■ **What the task requires**:
Wherever "traversal" turns up in a line of the entries below, that line counts. Say how many such lines there are, with no other words.

"""

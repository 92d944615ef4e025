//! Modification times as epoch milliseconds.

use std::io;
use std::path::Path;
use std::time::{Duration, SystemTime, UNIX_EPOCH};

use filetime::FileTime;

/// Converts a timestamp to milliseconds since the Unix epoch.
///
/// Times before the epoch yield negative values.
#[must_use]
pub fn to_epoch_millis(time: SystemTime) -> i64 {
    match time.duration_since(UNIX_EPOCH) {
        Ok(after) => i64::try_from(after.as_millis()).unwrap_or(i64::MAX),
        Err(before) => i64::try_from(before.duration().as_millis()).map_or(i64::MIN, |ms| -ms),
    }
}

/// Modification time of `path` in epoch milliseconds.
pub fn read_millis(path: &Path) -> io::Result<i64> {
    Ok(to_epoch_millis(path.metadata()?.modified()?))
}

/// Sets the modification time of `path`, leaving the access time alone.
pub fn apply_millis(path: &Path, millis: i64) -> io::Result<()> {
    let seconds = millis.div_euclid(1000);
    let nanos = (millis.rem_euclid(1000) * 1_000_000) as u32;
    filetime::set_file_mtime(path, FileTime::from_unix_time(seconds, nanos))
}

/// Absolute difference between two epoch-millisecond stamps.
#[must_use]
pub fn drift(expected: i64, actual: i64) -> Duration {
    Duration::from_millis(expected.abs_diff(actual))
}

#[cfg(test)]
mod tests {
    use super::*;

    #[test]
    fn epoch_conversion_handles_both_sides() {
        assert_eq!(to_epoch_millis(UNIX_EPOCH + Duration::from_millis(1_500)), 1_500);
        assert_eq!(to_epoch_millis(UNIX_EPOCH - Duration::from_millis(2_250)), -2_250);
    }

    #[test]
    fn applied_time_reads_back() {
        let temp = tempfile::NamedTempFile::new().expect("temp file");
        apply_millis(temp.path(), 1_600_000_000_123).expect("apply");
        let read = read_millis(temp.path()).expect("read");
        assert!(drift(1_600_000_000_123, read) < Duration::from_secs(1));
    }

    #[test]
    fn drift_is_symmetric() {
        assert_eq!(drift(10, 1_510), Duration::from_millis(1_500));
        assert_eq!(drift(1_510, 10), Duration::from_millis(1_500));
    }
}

"""
"""

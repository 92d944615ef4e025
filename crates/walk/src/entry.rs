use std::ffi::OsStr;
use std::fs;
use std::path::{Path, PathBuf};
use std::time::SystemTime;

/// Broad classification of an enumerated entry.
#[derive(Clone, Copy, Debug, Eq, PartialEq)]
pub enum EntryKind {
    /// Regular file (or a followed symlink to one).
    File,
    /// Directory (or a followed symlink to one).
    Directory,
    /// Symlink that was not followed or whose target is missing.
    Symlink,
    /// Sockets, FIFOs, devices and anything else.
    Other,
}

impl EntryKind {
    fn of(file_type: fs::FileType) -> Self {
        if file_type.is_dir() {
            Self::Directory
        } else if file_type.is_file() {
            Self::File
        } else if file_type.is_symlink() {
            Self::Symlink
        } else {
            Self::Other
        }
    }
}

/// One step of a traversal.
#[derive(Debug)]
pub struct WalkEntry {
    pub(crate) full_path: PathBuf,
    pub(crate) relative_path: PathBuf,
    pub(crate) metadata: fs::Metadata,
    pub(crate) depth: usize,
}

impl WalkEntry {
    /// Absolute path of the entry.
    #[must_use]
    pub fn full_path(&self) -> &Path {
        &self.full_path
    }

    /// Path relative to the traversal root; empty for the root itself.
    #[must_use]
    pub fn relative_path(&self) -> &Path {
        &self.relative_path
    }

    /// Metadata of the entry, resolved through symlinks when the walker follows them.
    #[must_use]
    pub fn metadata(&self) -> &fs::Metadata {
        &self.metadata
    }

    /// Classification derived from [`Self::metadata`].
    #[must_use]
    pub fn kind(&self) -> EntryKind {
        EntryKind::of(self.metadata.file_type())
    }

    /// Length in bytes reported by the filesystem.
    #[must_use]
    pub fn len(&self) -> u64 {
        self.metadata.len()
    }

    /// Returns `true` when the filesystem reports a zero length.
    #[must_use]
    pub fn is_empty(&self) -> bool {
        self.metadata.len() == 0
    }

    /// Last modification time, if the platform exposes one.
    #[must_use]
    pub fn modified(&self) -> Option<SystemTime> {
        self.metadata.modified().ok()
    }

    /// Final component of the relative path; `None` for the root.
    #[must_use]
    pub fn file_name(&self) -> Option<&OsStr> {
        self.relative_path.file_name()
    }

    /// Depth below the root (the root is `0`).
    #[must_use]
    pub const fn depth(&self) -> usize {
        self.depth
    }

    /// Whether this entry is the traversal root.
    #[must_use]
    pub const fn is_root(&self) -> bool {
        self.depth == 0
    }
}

"""

■ **The answer**:
3